5.10. Performance Overhead

Performance overhead is a considerable issue in designing a serializer with frequent value cache (FVC) unit. Figure 18 presents the architectural configuration of a serializer-deserializer with the FVC unit between the L1-L2 cache block.

801241.fig.0018
Figure 18: Architectural configuration of serializer-deserializer with FVC unit.

Hatta et al. [2] presented a novel work about bus serialization-widening and showed that the serialized-widened bus operates in faster frequency than the conventional bus. Liu et al. [32] talked about pipelined bus arbitration with encoding to minimize the performance penalty which might be less than 1 cycle. Although most of the works supports minimized performance penalty using serialization-widening with frequent value technique, it takes 2 cycles penalty in worst case. This work runs the simulation using 2 cycles and 1 cycle performance penalty for L2 data cache access using different application sets. The results present the performance loss in Figure 19. This work further includes a comparative view of absolute power savings using a 64-bit wide bus with serialization-widening and frequent value encoding for 32 KB L1 cache size at 45 nm technology.

fig19
Figure 19: (a) % of performance degradation in term of instruction per cycle (IPC) for using 64-bit serialized bus with encoding for 2/1 cycle performance penalty instead of using conventional bus and (b) % of power savings.

According to the dataset of Figure 19, about 2.5% average performance loss for worst case (2 cycle penalty) if the approach cannot achieve the advantages of faster serialized bus and pipelining in data transmission. This comes down to average 1.35% performance degradation for 1 cycle penalty.
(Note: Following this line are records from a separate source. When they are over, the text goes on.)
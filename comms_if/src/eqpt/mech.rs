//! # Drive Mechanisms Commands

// ------------------------------------------------------------------------------------------------
// IMPORTS
// ------------------------------------------------------------------------------------------------

use serde::{Deserialize, Serialize};

// ------------------------------------------------------------------------------------------------
// CONSTANTS
// ------------------------------------------------------------------------------------------------

/// Number of drive wheels on the chassis
pub const NUM_WHEELS: usize = 3;

// ------------------------------------------------------------------------------------------------
// STRUCTS
// ------------------------------------------------------------------------------------------------

/// Desired planar body velocity and turn rate.
///
/// Values are unclamped, they are only brought into the motors' range by the drive kinematics.
#[derive(Debug, Clone, Copy, PartialEq, Default, Serialize, Deserialize)]
pub struct DriveCommand {
    /// Lateral velocity, positive to the right
    pub vx: f64,

    /// Forward velocity
    pub vy: f64,

    /// Angular rate about the vertical axis
    pub v_ang: f64,
}

/// Signed power demand for each of the three wheels, in the motor board's native units.
#[derive(Debug, Clone, Copy, PartialEq, Eq, Default, Serialize, Deserialize)]
pub struct WheelPowers([i32; NUM_WHEELS]);

// ------------------------------------------------------------------------------------------------
// IMPLS
// ------------------------------------------------------------------------------------------------

impl DriveCommand {
    pub fn new(vx: f64, vy: f64, v_ang: f64) -> Self {
        Self { vx, vy, v_ang }
    }

    /// The all-zero command, equivalent to stopping.
    pub fn zero() -> Self {
        Self::default()
    }

    /// Pure rotation in place
    pub fn rotate(v_ang: f64) -> Self {
        Self::new(0.0, 0.0, v_ang)
    }

    /// Pure forward/backward motion
    pub fn forward(vy: f64) -> Self {
        Self::new(0.0, vy, 0.0)
    }

    /// Pure sideways motion
    pub fn strafe(vx: f64) -> Self {
        Self::new(vx, 0.0, 0.0)
    }

    pub fn is_zero(&self) -> bool {
        self.vx == 0.0 && self.vy == 0.0 && self.v_ang == 0.0
    }

    pub fn as_array(&self) -> [f64; 3] {
        [self.vx, self.vy, self.v_ang]
    }
}

impl WheelPowers {
    pub fn new(powers: [i32; NUM_WHEELS]) -> Self {
        Self(powers)
    }

    pub fn zero() -> Self {
        Self::default()
    }

    pub fn powers(&self) -> [i32; NUM_WHEELS] {
        self.0
    }

    pub fn is_zero(&self) -> bool {
        self.0.iter().all(|&p| p == 0)
    }
}

#[cfg(test)]
mod test {
    use super::*;

    #[test]
    fn test_constructors() {
        assert!(DriveCommand::zero().is_zero());
        assert_eq!(DriveCommand::rotate(-1.0).as_array(), [0.0, 0.0, -1.0]);
        assert_eq!(DriveCommand::forward(40.0).as_array(), [0.0, 40.0, 0.0]);
        assert_eq!(DriveCommand::strafe(15.0).as_array(), [15.0, 0.0, 0.0]);
        assert!(WheelPowers::zero().is_zero());
        assert!(!WheelPowers::new([0, 25, -25]).is_zero());
    }
}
Further investigation looks into the area required for additional circuitry. Different citations find that a minimum of approximately 0.05 mm2 area is required to implement the value cache with serializer. The additional peripheral also consumes extra 2% power required by the wire [2, 7, 35].

6. Conclusion

In system power optimization, the on-chip memory buses are good candidates for minimizing the overall power budget. This paper explored a framework for memory data bus power minimization techniques from an architectural standpoint. A thorough comparison of power minimization techniques used for an on-chip memory data bus was presented. For on-chip data bus, a serialization-widening approach with frequent value encoding (SWE) was proposed as the best power savings approach from all the approaches considered.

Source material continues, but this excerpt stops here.